VPS hosting for LLMs.

idroid007 · March 12

Need your opinion on what you're using to host LLMs?
I am starting to learn AI and would love to host my own LMS online.
What would be the cheapest way I can host LLM?

mrTom · March 12

CPUs are not efficient for LLM, it can be done, but only with "small" models (4B, 8B) and rather slow. For good performance you would need a GPU with lots of RAM (great timing!) which is going to be expensive.

So i would suggest not hosting it yourself but using one of the many APIs like Openrouter for the LLM Part.

motafoka · March 12

If you are just testing and playing around, Hugging Face would be a good place to start.

The Pro plan costs $9/month and will give you a daily quota of 25 minutes of half H200 GPU (time counted only processing the requests).

It is not much, but other than that the cheapest I could find when I looked into it was $0.50/hour, and that was for the instance being on, not actually the processing time.

Neoon · March 12

KS-LE-B, dedi with 64gig, can be abused 24/7, nobody is gonna complain.
on the VPS the other hand, you might run into abuse problems.

Besides that, CPU only isn't going to be fast, prob cheaper just to a GPUs with 16GB+ VRAM.

nitrousdev · March 12

If you only need it for a few hours at a time, I quite like vast.ai

motafoka · March 12

@mrTom said:
CPUs are not efficient for LLM, it can be done, but only with "small" models (4B, 8B) and rather slow. For good performance you would need a GPU with lots of RAM (great timing!) which is going to be expensive.

So i would suggest not hosting it yourself but using one of the many APIs like Openrouter for the LLM Part.
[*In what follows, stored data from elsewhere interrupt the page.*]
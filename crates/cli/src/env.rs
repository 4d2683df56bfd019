// SPDX-License-Identifier: MIT
// Copyright (c) 2026 Alfred Jean LLC

//! Centralized environment variable access.
//!
//! All runtime environment variables used by the CLI are defined here
//! with typed accessor functions. The variable name constants are generated
//! by `build.rs` and live in the [`vars`] submodule.

use std::path::PathBuf;

/// Generated environment variable name constants.
pub mod vars {
    include!(concat!(env!("OUT_DIR"), "/env_vars.rs"));
}

/// Returns the log filter directive from `SPOOL_LOG`, if set and non-empty.
pub fn log_filter() -> Option<String> {
    std::env::var(vars::SPOOL_LOG)
        .ok()
        .filter(|v| !v.trim().is_empty())
}

/// Returns the configuration file named by `SPOOL_CONFIG`, if set.
pub fn config_path() -> Option<PathBuf> {
    std::env::var(vars::SPOOL_CONFIG)
        .ok()
        .filter(|v| !v.is_empty())
        .map(PathBuf::from)
}

/// Returns `true` if `NO_COLOR` is set to a non-empty value.
pub fn no_color() -> bool {
    std::env::var(vars::NO_COLOR).is_ok_and(|v| !v.is_empty())
}

#[cfg(test)]
#[path = "env_tests.rs"]
mod tests;
// SPDX-License-Identifier: MIT
// Copyright (c) 2026 Alfred Jean LLC

//! Error types for spool-core operations.

use std::path::PathBuf;

use thiserror::Error;

/// All possible errors that can occur while reading a batch.
///
/// Oversized records and partial tail lines are not errors; they never
/// surface here.
#[derive(Debug, Error)]
pub enum Error {
    #[error("io error: {0}")]
    Io(#[from] std::io::Error),

    #[error("json error: {0}")]
    Json(#[from] serde_json::Error),

    #[error("invalid file name '{name}': {reason}\n  hint: files must be named [whatever]-{{Date}}[_n].clef")]
    FileName { name: String, reason: String },

    #[error("invalid rolling interval: '{0}'\n  hint: valid intervals are: infinite, year, month, day, hour, minute")]
    InvalidRollingInterval(String),

    #[error("invalid line terminator: '{0}'\n  hint: valid terminators are: lf, crlf")]
    InvalidLineTerminator(String),

    #[error("cannot decode event: {0}")]
    Decode(String),

    #[error("bookmark error at {path}: {reason}")]
    Bookmark { path: PathBuf, reason: String },
}

/// A specialized Result type for spool-core operations.
pub type Result<T> = std::result::Result<T, Error>;

#[cfg(test)]
#[path = "error_tests.rs"]
mod tests;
If you are not yet a hardcore user, Hugging Face Pro subscription has 2million tokens monthly on some providers:

Disclaimer: I don't subscribe this service, ended up using my desktop GPU for my testing (RX 7800XT) - less processing power, smaller models, but it was already paid for.

ScreenReader · March 13

@idroid007 said:
Need your opinion on what you're using to host LLMs?

in my own production, 4x3090 x 2. just some coder models along with it's embedded/reranker stack. being used for ~40 ish people.

I am starting to learn AI and would love to host my own LMS online.

if you're just starting / learning to deploy LLM, use free service that hands out credit to deploy gpu server like modal.com. if you're willing to pay take a look at runpod / salad.com

What would be the cheapest way I can host LLM?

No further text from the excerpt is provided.